The last function Vanifar serves, and the function we were most interested in, is as a safe haven for adventurers intent of pillaging the wilds. The deal between adventurers and the Kingdom is simple. Adventurers keep themselves out of the Kingdom’s hair and in return, we get to keep any loot that we come across no questions asked. This created a profession composed of what amounted to highly trained mercenary special forces who traded life expectancy for potential riches. Riches, of course, have to be spent and adventurers need a place to rest and recuperate between missions. Vanifar, being the last city many adventurers would likely ever see, catered for such stalwart heroes. On the flip side, however, you really can’t call anywhere ‘pro-adventurer’. It’s not that adventurers don’t often earn the ire of the citizenry but they also provoke envy and spite.
Consider a regular citizen’s point of view. An adventurer waltzed into town with a sack full of gold, festooned with magical items that could be traded for enough food for a whole family for years. While they’re busting their humps for a copper piece a day (one hundred copper pieces being worth a single gold piece) and eeking out a living, adventurers live like royalty, seducing their sons and daughters both into their beds and out of the family business for the prospect of living fast and dying young. They don’t get to face the eldritch evils that plague the world or drag their friend’s carcasses around for days so that they can get resurrected after being reduced to a pile of Dire Tiger snacks.

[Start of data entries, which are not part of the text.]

//! Aggregate host facade for the local Windows management crate.
//!
//! Owns the `PsExecutor` and delegates to the service and scheduled task
//! managers, exposing both OS interfaces from one object.

use crate::powershell::{PsExecutor, ScriptRunner};
use crate::scheduled_tasks::{ScheduledTaskManager, TaskScheduler};
use crate::services::{ServiceControl, ServiceManager};
use crate::types::*;
use async_trait::async_trait;
use dnt_core::DntResult;
use std::sync::Arc;

/// PowerShell-backed implementation of [`ServiceControl`] and [`TaskScheduler`].
#[derive(Clone)]
pub struct PowerShellHost {
    ps: PsExecutor,
    config: HostConfig,
}

impl PowerShellHost {
    /// Create a new host with default config.
    pub fn new() -> Self {
        Self::with_config(HostConfig::default())
    }

    /// Create a new host with custom config.
    pub fn with_config(config: HostConfig) -> Self {
        Self {
            ps: PsExecutor::new(&config),
            config,
        }
    }

    /// Create a host that sends scripts to `runner` instead of a process.
    pub fn with_runner(config: HostConfig, runner: Arc<dyn ScriptRunner>) -> Self {
        Self {
            ps: PsExecutor::with_runner(runner),
            config,
        }
    }

    pub fn config(&self) -> &HostConfig {
        &self.config
    }
}

impl Default for PowerShellHost {
    fn default() -> Self {
        Self::new()
    }
}

#[async_trait]
impl ServiceControl for PowerShellHost {
    async fn list_services(&self) -> DntResult<Vec<WindowsService>> {
        ServiceManager::list_services(&self.ps).await
    }

    async fn get_service(&self, name: &str) -> DntResult<WindowsService> {
        ServiceManager::get_service(&self.ps, name).await
    }

    async fn set_start_mode(&self, name: &str, mode: ServiceStartMode) -> DntResult<()> {
        ServiceManager::set_start_mode(&self.ps, name, mode).await
    }

    async fn stop_service(&self, name: &str) -> DntResult<()> {
        ServiceManager::stop_service(&self.ps, name).await
    }

    async fn start_service(&self, name: &str) -> DntResult<()> {
        ServiceManager::start_service(&self.ps, name).await
    }
}

#[async_trait]
impl TaskScheduler for PowerShellHost {
    async fn list_tasks(&self) -> DntResult<Vec<ScheduledTask>> {
        ScheduledTaskManager::list_tasks(&self.ps).await
    }

    async fn get_task(&self, path: &str) -> DntResult<ScheduledTask> {
        ScheduledTaskManager::get_task(&self.ps, path).await
    }

    async fn set_task_enabled(&self, path: &str, enabled: bool) -> DntResult<()> {
        ScheduledTaskManager::set_enabled(&self.ps, path, enabled).await
    }

    async fn register_task(&self, definition: &TaskDefinition) -> DntResult<()> {
        ScheduledTaskManager::register_task(&self.ps, definition).await
    }

    async fn unregister_task(&self, path: &str) -> DntResult<()> {
        ScheduledTaskManager::unregister_task(&self.ps, path).await
    }
}

#[cfg(test)]
mod tests {
    use super::*;
    use crate::powershell::testing::ScriptedRunner;
    use crate::powershell::PsOutput;

    #[test]
    fn test_default_config() {
        let host = PowerShellHost::new();
        assert_eq!(host.config().powershell_path, "powershell.exe");
        assert_eq!(host.config().timeout_seconds, 60);
    }

    #[tokio::test]
    async fn test_task_exists_via_get() {
        let runner = Arc::new(ScriptedRunner::default());
        runner.reply(PsOutput::ok(
            r#"{"TaskPath":"\\","TaskName":"Disable Nvidia Telemetry","State":3,"Triggers":"MSFT_TaskLogonTrigger"}"#,
        ));
        let host = PowerShellHost::with_runner(HostConfig::default(), runner.clone());
        assert!(host.task_exists("\\Disable Nvidia Telemetry").await.unwrap());
        // The queue is empty now, so the next lookup sees no rows.
        assert!(!host.task_exists("\\Disable Nvidia Telemetry").await.unwrap());
    }

    #[tokio::test]
    async fn test_task_exists_propagates_other_errors() {
        let runner = Arc::new(ScriptedRunner::default());
        runner.reply(PsOutput::failed("Access is denied"));
        let host = PowerShellHost::with_runner(HostConfig::default(), runner);
        let err = host.task_exists("\\x").await.unwrap_err();
        assert!(err.is_access_denied());
    }
}
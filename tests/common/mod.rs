//! Shared utilities for integration tests.

use std::net::SocketAddr;
use std::time::Duration;

use quoter::config::QuoterConfig;
use quoter::http::HttpServer;
use quoter::lifecycle::Shutdown;
use tokio::net::TcpListener;

/// A running server bound to an ephemeral local port.
pub struct TestServer {
    pub addr: SocketAddr,
    pub shutdown: Shutdown,
    pub handle: tokio::task::JoinHandle<Result<(), std::io::Error>>,
}

impl TestServer {
    pub fn url(&self, path: &str) -> String {
        format!("http://{}{}", self.addr, path)
    }
}

/// Start the service with the given configuration.
pub async fn start_server(config: QuoterConfig) -> TestServer {
    let listener = TcpListener::bind("127.0.0.1:0").await.unwrap();
    let addr = listener.local_addr().unwrap();

    let shutdown = Shutdown::new();
    let server = HttpServer::new(config);
    let server_shutdown = shutdown.subscribe();
    let handle = tokio::spawn(async move { server.run(listener, server_shutdown).await });

    // Give the accept loop a moment to start.
    tokio::time::sleep(Duration::from_millis(50)).await;

    TestServer {
        addr,
        shutdown,
        handle,
    }
}

/// HTTP client that never goes through a system proxy.
pub fn client() -> reqwest::Client {
    reqwest::Client::builder().no_proxy().build().unwrap()
}

/// Valid query parameters used as the base of most scenarios.
#[allow(dead_code)]
pub fn base_params() -> Vec<(&'static str, String)> {
    vec![
        ("vehicle_type", "semitrailer".to_string()),
        ("brand", "GRUNWALD".to_string()),
        ("year", "2016".to_string()),
        ("price", "5000000".to_string()),
        ("downpayment", "0.1".to_string()),
        ("VAT_included", "yes".to_string()),
    ]
}

/// Replace or add a single parameter.
#[allow(dead_code)]
pub fn with(
    mut params: Vec<(&'static str, String)>,
    key: &'static str,
    value: &str,
) -> Vec<(&'static str, String)> {
    params.retain(|(k, _)| *k != key);
    params.push((key, value.to_string()));
    params
}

If you’ve ever worked in the movie industry, you know how this phenomenon works. Whenever a camera crew waltzes into a town back on Earth, the price of everything mysteriously jumps upward within a twenty mile radius. Similarly, adventurers are forced to deal with the ‘adventurer’s tax’ that combines an increase in prices with the need to bribe every official you encounter just so that they won’t make needless trouble on the flimsiest of excuses. Unfortunately, Altek didn’t grasp why the guard at the gate was being so difficult as the man’s hints went completely over the paladin’s head.
“Pardon me,” I interrupted when Altek was on the verge of drawing his sword, “I just remembered; I’ve forgotten my donation to the town guard’s retirement fund. Would you gentlemen be so kind as to deposit my twenty gold pieces for me? I’d be ever so grateful.”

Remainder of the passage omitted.